Your job is to transcribe the material exactly, every line included.

» Data to examine:
-=-=-=-=-

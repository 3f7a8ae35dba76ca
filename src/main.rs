mod config;
mod encoder;
mod error;
mod options;
mod queue;
mod utils;

use anyhow::Context;
use clap::Parser;
use config::AppConfig;
use encoder::FfmpegInvoker;
use options::{OptionSet, OutputTarget, non_empty, speed_from_flag};
use std::path::PathBuf;
use std::process::ExitCode;
use std::sync::Arc;
use tokio_util::sync::CancellationToken;
use tracing::{info, warn};

/// ffmpeg for the rest of us
#[derive(Debug, Parser)]
#[command(name = "peg", version, after_help = "Example: peg --format mp4 $FILE")]
struct Cli {
    /// Media files to convert
    #[arg(required = true)]
    inputs: Vec<PathBuf>,

    /// Crop original media to provided dimensions
    #[arg(long)]
    crop: Option<String>,

    /// Force files to override existing files
    #[arg(long)]
    force: bool,

    /// Convert input to desired format
    #[arg(long)]
    format: Option<String>,

    /// Set frames per second
    #[arg(long)]
    fps: Option<String>,

    /// Remove audio from input files
    #[arg(long)]
    no_audio: bool,

    /// File or directory to write output
    #[arg(long)]
    output: Option<PathBuf>,

    /// Number of files to process concurrently
    #[arg(long)]
    parallel: Option<usize>,

    /// Hide ffmpeg output
    #[arg(long)]
    quiet: bool,

    /// Reverse the video and audio of media provided
    #[arg(long)]
    reverse: bool,

    /// Rotate the video (ffmpeg transpose value)
    #[arg(long)]
    rotate: Option<String>,

    /// Scale media
    #[arg(long)]
    scale: Option<String>,

    /// Show the raw ffmpeg command to be run
    #[arg(long)]
    show_command: bool,

    /// Adjustment of media speed; 0 leaves it unchanged
    #[arg(long, default_value_t = 0.0, allow_negative_numbers = true)]
    speed: f64,

    /// Trim content of the media, as START,END
    #[arg(long)]
    trim: Option<String>,

    /// Adjustment of media volume
    #[arg(long)]
    volume: Option<String>,

    /// Alternate config file
    #[arg(long)]
    config: Option<PathBuf>,
}

impl Cli {
    fn option_set(&self, config: &AppConfig, output: OutputTarget) -> OptionSet {
        OptionSet {
            crop: non_empty(self.crop.clone()),
            fps: non_empty(self.fps.clone()),
            rotate: non_empty(self.rotate.clone()),
            scale: non_empty(self.scale.clone()),
            speed: speed_from_flag(self.speed),
            volume: non_empty(self.volume.clone()),
            trim: non_empty(self.trim.clone()),
            format: non_empty(self.format.clone()),
            no_audio: self.no_audio,
            reverse: self.reverse,
            force: self.force || config.batch.force,
            workers: self.parallel.unwrap_or(config.batch.parallel),
            output,
        }
    }

    fn invoker(&self, config: &AppConfig) -> FfmpegInvoker {
        let mut invoker = FfmpegInvoker::new(config.ffmpeg.path.clone());
        invoker.quiet = self.quiet || config.ffmpeg.quiet;
        invoker.show_command = self.show_command || config.ffmpeg.show_command;
        invoker
    }
}

#[tokio::main]
async fn main() -> ExitCode {
    let _guard = utils::init_logging();
    let cli = Cli::parse();

    let cancel = CancellationToken::new();
    spawn_signal_handler(cancel.clone());

    match run(cli, cancel).await {
        Ok(()) => ExitCode::SUCCESS,
        Err(err) => {
            eprintln!("Error: {:#}", err);
            ExitCode::FAILURE
        }
    }
}

async fn run(cli: Cli, cancel: CancellationToken) -> anyhow::Result<()> {
    let config = AppConfig::load(cli.config.as_deref());

    // Nothing is created on disk until the other options are known good
    let mut options = cli.option_set(&config, OutputTarget::Unchanged);
    options.validate()?;
    if let Some(path) = &cli.output {
        options.output = OutputTarget::resolve(path).context("invalid --output")?;
    }

    let invoker = cli.invoker(&config);
    if !utils::ffmpeg_available(&invoker.program) {
        warn!("{} does not appear to be runnable", invoker.program.display());
    }

    queue::run_batch(Arc::new(options), cli.inputs, Arc::new(invoker), cancel).await?;
    Ok(())
}

/// Cancel `cancel` on the first SIGINT or SIGTERM
fn spawn_signal_handler(cancel: CancellationToken) {
    tokio::spawn(async move {
        wait_for_shutdown().await;
        info!("Interrupted, cancelling batch");
        cancel.cancel();
    });
}

#[cfg(unix)]
async fn wait_for_shutdown() {
    use tokio::signal::unix::{SignalKind, signal};

    let mut terminate = match signal(SignalKind::terminate()) {
        Ok(s) => s,
        Err(e) => {
            warn!("Failed to install SIGTERM handler: {}", e);
            return interrupted().await;
        }
    };

    tokio::select! {
        _ = interrupted() => {}
        _ = terminate.recv() => {}
    }
}

#[cfg(not(unix))]
async fn wait_for_shutdown() {
    interrupted().await
}

async fn interrupted() {
    if let Err(e) = tokio::signal::ctrl_c().await {
        warn!("Failed to listen for Ctrl-C: {}", e);
        std::future::pending::<()>().await;
    }
}

#[cfg(test)]
mod tests {
    use super::*;

    #[test]
    fn cli_flags_build_option_set() {
        let cli = Cli::parse_from([
            "peg", "--format", "mp4", "--speed", "3", "--trim", "1,2", "--parallel", "4",
            "--no-audio", "a.mov", "b.mov",
        ]);
        let options = cli.option_set(&AppConfig::default(), OutputTarget::Unchanged);

        assert_eq!(cli.inputs.len(), 2);
        assert_eq!(options.format.as_deref(), Some("mp4"));
        assert_eq!(options.speed, Some(3.0));
        assert_eq!(options.trim.as_deref(), Some("1,2"));
        assert_eq!(options.workers, 4);
        assert!(options.no_audio);
        assert!(!options.force);
    }

    #[test]
    fn config_fills_unset_flags() {
        let cli = Cli::parse_from(["peg", "--speed", "0", "--crop", "", "a.mov"]);
        let mut config = AppConfig::default();
        config.batch.parallel = 3;
        config.batch.force = true;
        config.ffmpeg.quiet = true;

        let options = cli.option_set(&config, OutputTarget::Unchanged);
        assert_eq!(options.speed, None);
        assert_eq!(options.crop, None);
        assert_eq!(options.workers, 3);
        assert!(options.force);
        assert!(cli.invoker(&config).quiet);
    }

    #[test]
    fn inputs_are_required() {
        assert!(Cli::try_parse_from(["peg", "--force"]).is_err());
    }

    #[test]
    fn negative_speed_parses_then_fails_validation() {
        let cli = Cli::parse_from(["peg", "--speed", "-2", "a.mov"]);
        let options = cli.option_set(&AppConfig::default(), OutputTarget::Unchanged);
        assert!(options.validate().is_err());
    }

    #[test]
    fn zero_parallel_is_accepted() {
        let cli = Cli::parse_from(["peg", "--parallel", "0", "a.mov"]);
        let options = cli.option_set(&AppConfig::default(), OutputTarget::Unchanged);
        assert_eq!(options.workers, 0);
        assert!(options.validate().is_ok());
    }

    #[tokio::test]
    async fn invalid_options_leave_output_directory_uncreated() {
        let dir = tempfile::tempdir().unwrap();
        let config = dir.path().join("config.toml");
        let out = dir.path().join("converted");
        let cli = Cli::parse_from([
            PathBuf::from("peg"),
            PathBuf::from("--config"),
            config,
            PathBuf::from("--speed"),
            PathBuf::from("-2"),
            PathBuf::from("--output"),
            out.clone(),
            PathBuf::from("a.mov"),
        ]);

        let result = run(cli, CancellationToken::new()).await;
        assert!(result.is_err());
        assert!(!out.exists());
    }
}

-=-=-=-=-

» Solution to the problem:
repository 3f7a8ae35dba76ca
filename src/main.rs
mod config;
mod encoder;
mod error;
mod options;
mod queue;
mod utils;

use anyhow::Context;
use clap::Parser;
use config::AppConfig;
use encoder::FfmpegInvoker;
use options::{OptionSet, OutputTarget, non_empty, speed_from_flag};
use std::path::PathBuf;
use std::process::ExitCode;
use std::sync::Arc;
use tokio_util::sync::CancellationToken;
use tracing::{info, warn};

/// ffmpeg for the rest of us
#[derive(Debug, Parser)]
#[command(name = "peg", version, after_help = "Example: peg --format mp4 $FILE")]
struct Cli {
    /// Media files to convert
    #[arg(required = true)]
    inputs: Vec<PathBuf>,

    /// Crop original media to provided dimensions
    #[arg(long)]
    crop: Option<String>,

    /// Force files to override existing files
    #[arg(long)]
    force: bool,

    /// Convert input to desired format
    #[arg(long)]
    format: Option<String>,

    /// Set frames per second
    #[arg(long)]
    fps: Option<String>,

    /// Remove audio from input files
    #[arg(long)]
    no_audio: bool,

    /// File or directory to write output
    #[arg(long)]
    output: Option<PathBuf>,

    /// Number of files to process concurrently
    #[arg(long)]
    parallel: Option<usize>,

    /// Hide ffmpeg output
    #[arg(long)]
    quiet: bool,

    /// Reverse the video and audio of media provided
    #[arg(long)]
    reverse: bool,

    /// Rotate the video (ffmpeg transpose value)
    #[arg(long)]
    rotate: Option<String>,

    /// Scale media
    #[arg(long)]
    scale: Option<String>,

    /// Show the raw ffmpeg command to be run
    #[arg(long)]
    show_command: bool,

    /// Adjustment of media speed; 0 leaves it unchanged
    #[arg(long, default_value_t = 0.0, allow_negative_numbers = true)]
    speed: f64,

    /// Trim content of the media, as START,END
    #[arg(long)]
    trim: Option<String>,

    /// Adjustment of media volume
    #[arg(long)]
    volume: Option<String>,

    /// Alternate config file
    #[arg(long)]
    config: Option<PathBuf>,
}

impl Cli {
    fn option_set(&self, config: &AppConfig, output: OutputTarget) -> OptionSet {
        OptionSet {
            crop: non_empty(self.crop.clone()),
            fps: non_empty(self.fps.clone()),
            rotate: non_empty(self.rotate.clone()),
            scale: non_empty(self.scale.clone()),
            speed: speed_from_flag(self.speed),
            volume: non_empty(self.volume.clone()),
            trim: non_empty(self.trim.clone()),
            format: non_empty(self.format.clone()),
            no_audio: self.no_audio,
            reverse: self.reverse,
            force: self.force || config.batch.force,
            workers: self.parallel.unwrap_or(config.batch.parallel),
            output,
        }
    }

    fn invoker(&self, config: &AppConfig) -> FfmpegInvoker {
        let mut invoker = FfmpegInvoker::new(config.ffmpeg.path.clone());
        invoker.quiet = self.quiet || config.ffmpeg.quiet;
        invoker.show_command = self.show_command || config.ffmpeg.show_command;
        invoker
    }
}

#[tokio::main]
async fn main() -> ExitCode {
    let _guard = utils::init_logging();
    let cli = Cli::parse();

    let cancel = CancellationToken::new();
    spawn_signal_handler(cancel.clone());

    match run(cli, cancel).await {
        Ok(()) => ExitCode::SUCCESS,
        Err(err) => {
            eprintln!("Error: {:#}", err);
            ExitCode::FAILURE
        }
    }
}

async fn run(cli: Cli, cancel: CancellationToken) -> anyhow::Result<()> {
    let config = AppConfig::load(cli.config.as_deref());

    // Nothing is created on disk until the other options are known good
    let mut options = cli.option_set(&config, OutputTarget::Unchanged);
    options.validate()?;
    if let Some(path) = &cli.output {
        options.output = OutputTarget::resolve(path).context("invalid --output")?;
    }

    let invoker = cli.invoker(&config);
    if !utils::ffmpeg_available(&invoker.program) {
        warn!("{} does not appear to be runnable", invoker.program.display());
    }

    queue::run_batch(Arc::new(options), cli.inputs, Arc::new(invoker), cancel).await?;
    Ok(())
}

/// Cancel `cancel` on the first SIGINT or SIGTERM
fn spawn_signal_handler(cancel: CancellationToken) {
    tokio::spawn(async move {
        wait_for_shutdown().await;
        info!("Interrupted, cancelling batch");
        cancel.cancel();
    });
}

#[cfg(unix)]
async fn wait_for_shutdown() {
    use tokio::signal::unix::{SignalKind, signal};

    let mut terminate = match signal(SignalKind::terminate()) {
        Ok(s) => s,
        Err(e) => {
            warn!("Failed to install SIGTERM handler: {}", e);
            return interrupted().await;
        }
    };

    tokio::select! {
        _ = interrupted() => {}
        _ = terminate.recv() => {}
    }
}

#[cfg(not(unix))]
async fn wait_for_shutdown() {
    interrupted().await
}

async fn interrupted() {
    if let Err(e) = tokio::signal::ctrl_c().await {
        warn!("Failed to listen for Ctrl-C: {}", e);
        std::future::pending::<()>().await;
    }
}

#[cfg(test)]
mod tests {
    use super::*;

    #[test]
    fn cli_flags_build_option_set() {
        let cli = Cli::parse_from([
            "peg", "--format", "mp4", "--speed", "3", "--trim", "1,2", "--parallel", "4",
            "--no-audio", "a.mov", "b.mov",
        ]);
        let options = cli.option_set(&AppConfig::default(), OutputTarget::Unchanged);

        assert_eq!(cli.inputs.len(), 2);
        assert_eq!(options.format.as_deref(), Some("mp4"));
        assert_eq!(options.speed, Some(3.0));
        assert_eq!(options.trim.as_deref(), Some("1,2"));
        assert_eq!(options.workers, 4);
        assert!(options.no_audio);
        assert!(!options.force);
    }

    #[test]
    fn config_fills_unset_flags() {
        let cli = Cli::parse_from(["peg", "--speed", "0", "--crop", "", "a.mov"]);
        let mut config = AppConfig::default();
        config.batch.parallel = 3;
        config.batch.force = true;
        config.ffmpeg.quiet = true;

        let options = cli.option_set(&config, OutputTarget::Unchanged);
        assert_eq!(options.speed, None);
        assert_eq!(options.crop, None);
        assert_eq!(options.workers, 3);
        assert!(options.force);
        assert!(cli.invoker(&config).quiet);
    }

    #[test]
    fn inputs_are_required() {
        assert!(Cli::try_parse_from(["peg", "--force"]).is_err());
    }

    #[test]
    fn negative_speed_parses_then_fails_validation() {
        let cli = Cli::parse_from(["peg", "--speed", "-2", "a.mov"]);
        let options = cli.option_set(&AppConfig::default(), OutputTarget::Unchanged);
        assert!(options.validate().is_err());
    }

    #[test]
    fn zero_parallel_is_accepted() {
        let cli = Cli::parse_from(["peg", "--parallel", "0", "a.mov"]);
        let options = cli.option_set(&AppConfig::default(), OutputTarget::Unchanged);
        assert_eq!(options.workers, 0);
        assert!(options.validate().is_ok());
    }

    #[tokio::test]
    async fn invalid_options_leave_output_directory_uncreated() {
        let dir = tempfile::tempdir().unwrap();
        let config = dir.path().join("config.toml");
        let out = dir.path().join("converted");
        let cli = Cli::parse_from([
            PathBuf::from("peg"),
            PathBuf::from("--config"),
            config,
            PathBuf::from("--speed"),
            PathBuf::from("-2"),
            PathBuf::from("--output"),
            out.clone(),
            PathBuf::from("a.mov"),
        ]);

        let result = run(cli, CancellationToken::new()).await;
        assert!(result.is_err());
        assert!(!out.exists());
    }
}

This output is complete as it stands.